> Records provided
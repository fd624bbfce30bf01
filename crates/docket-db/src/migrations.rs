//! Database migration management.
//!
//! Embeds SQL migrations and applies them automatically. Uses `SQLx`'s
//! built-in migration support with compile-time embedding.

use crate::error::{Result, StorageError};
use sqlx::{Pool, Sqlite};

/// Run all pending database migrations.
///
/// Applies all migrations in the `migrations/` directory that haven't
/// been applied yet; applied migrations are tracked in a
/// `_sqlx_migrations` table.
///
/// # Errors
/// Returns `StorageError::Migration` if any migration fails to execute.
pub async fn run_migrations(pool: &Pool<Sqlite>) -> Result<()> {
    tracing::info!("Running database migrations");

    sqlx::migrate!("./migrations")
        .run(pool)
        .await
        .map_err(|e| StorageError::Migration(format!("migration execution failed: {e}")))?;

    tracing::info!("Database migrations completed successfully");
    Ok(())
}

/// Get the current schema version.
///
/// Returns the highest applied migration version, or 0 if no
/// migrations have been applied yet.
///
/// # Errors
/// Returns `StorageError` if the migrations table cannot be queried.
pub async fn get_schema_version(pool: &Pool<Sqlite>) -> Result<i64> {
    let table_exists = sqlx::query_scalar::<_, i64>(
        "SELECT COUNT(*) FROM sqlite_master WHERE type='table' AND name='_sqlx_migrations'",
    )
    .fetch_one(pool)
    .await?
        > 0;

    if !table_exists {
        return Ok(0);
    }

    let version =
        sqlx::query_scalar::<_, i64>("SELECT COALESCE(MAX(version), 0) FROM _sqlx_migrations")
            .fetch_optional(pool)
            .await?
            .unwrap_or(0);

    Ok(version)
}
use crate::error::Result;

/// Operations the search orchestrator performs against a live session.
///
/// The production implementation drives Chrome over CDP; tests script
/// a fake. Every method takes `&self` so one session can be shared with
/// the challenge resolver, which inspects the same page.
#[async_trait::async_trait]
pub trait SessionActions: Send + Sync {
    /// Navigate to a URL, waiting for the load to complete.
    async fn navigate(&self, url: &str) -> Result<()>;

    /// Clear and fill a form field by selector.
    async fn fill_field(&self, selector: &str, value: &str) -> Result<()>;

    /// Choose an option of a `<select>` element by value.
    async fn select_option(&self, selector: &str, value: &str) -> Result<()>;

    /// Click an element by selector.
    async fn click(&self, selector: &str) -> Result<()>;

    /// Wait for a selector to appear.
    async fn wait_for_selector(&self, selector: &str, timeout_ms: u64) -> Result<()>;

    /// Extract text from an element.
    async fn extract_text(&self, selector: &str) -> Result<String>;

    /// Extract an attribute value from an element.
    async fn extract_attribute(&self, selector: &str, attribute: &str) -> Result<Option<String>>;

    /// Full HTML of the currently loaded page.
    async fn page_content(&self) -> Result<String>;

    /// Screenshot a single element as PNG bytes.
    async fn screenshot_element(&self, selector: &str) -> Result<Vec<u8>>;

    /// Release the underlying browser. Safe to call more than once.
    async fn close(&self) -> Result<()>;
}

> Brief
The records must be reproduced in full. Nothing should differ.

> Solution to the problem
repository fd624bbfce30bf01
filename crates/docket-db/src/migrations.rs
//! Database migration management.
//!
//! Embeds SQL migrations and applies them automatically. Uses `SQLx`'s
//! built-in migration support with compile-time embedding.

use crate::error::{Result, StorageError};
use sqlx::{Pool, Sqlite};

/// Run all pending database migrations.
///
/// Applies all migrations in the `migrations/` directory that haven't
/// been applied yet; applied migrations are tracked in a
/// `_sqlx_migrations` table.
///
/// # Errors
/// Returns `StorageError::Migration` if any migration fails to execute.
pub async fn run_migrations(pool: &Pool<Sqlite>) -> Result<()> {
    tracing::info!("Running database migrations");

    sqlx::migrate!("./migrations")
        .run(pool)
        .await
        .map_err(|e| StorageError::Migration(format!("migration execution failed: {e}")))?;

    tracing::info!("Database migrations completed successfully");
    Ok(())
}

/// Get the current schema version.
///
/// Returns the highest applied migration version, or 0 if no
/// migrations have been applied yet.
///
/// # Errors
/// Returns `StorageError` if the migrations table cannot be queried.
pub async fn get_schema_version(pool: &Pool<Sqlite>) -> Result<i64> {
    let table_exists = sqlx::query_scalar::<_, i64>(
        "SELECT COUNT(*) FROM sqlite_master WHERE type='table' AND name='_sqlx_migrations'",
    )
    .fetch_one(pool)
    .await?
        > 0;

    if !table_exists {
        return Ok(0);
    }

    let version =
        sqlx::query_scalar::<_, i64>("SELECT COALESCE(MAX(version), 0) FROM _sqlx_migrations")
            .fetch_optional(pool)
            .await?
            .unwrap_or(0);

    Ok(version)
}
use crate::error::Result;

/// Operations the search orchestrator performs against a live session.
///
/// The production implementation drives Chrome over CDP; tests script
/// a fake. Every method takes `&self` so one session can be shared with
/// the challenge resolver, which inspects the same page.
#[async_trait::async_trait]
pub trait SessionActions: Send + Sync {
    /// Navigate to a URL, waiting for the load to complete.
    async fn navigate(&self, url: &str) -> Result<()>;

    /// Clear and fill a form field by selector.
    async fn fill_field(&self, selector: &str, value: &str) -> Result<()>;

    /// Choose an option of a `<select>` element by value.
    async fn select_option(&self, selector: &str, value: &str) -> Result<()>;

    /// Click an element by selector.
    async fn click(&self, selector: &str) -> Result<()>;

    /// Wait for a selector to appear.
    async fn wait_for_selector(&self, selector: &str, timeout_ms: u64) -> Result<()>;

    /// Extract text from an element.
    async fn extract_text(&self, selector: &str) -> Result<String>;

    /// Extract an attribute value from an element.
    async fn extract_attribute(&self, selector: &str, attribute: &str) -> Result<Option<String>>;

    /// Full HTML of the currently loaded page.
    async fn page_content(&self) -> Result<String>;

    /// Screenshot a single element as PNG bytes.
    async fn screenshot_element(&self, selector: &str) -> Result<Vec<u8>>;

    /// Release the underlying browser. Safe to call more than once.
    async fn close(&self) -> Result<()>;
}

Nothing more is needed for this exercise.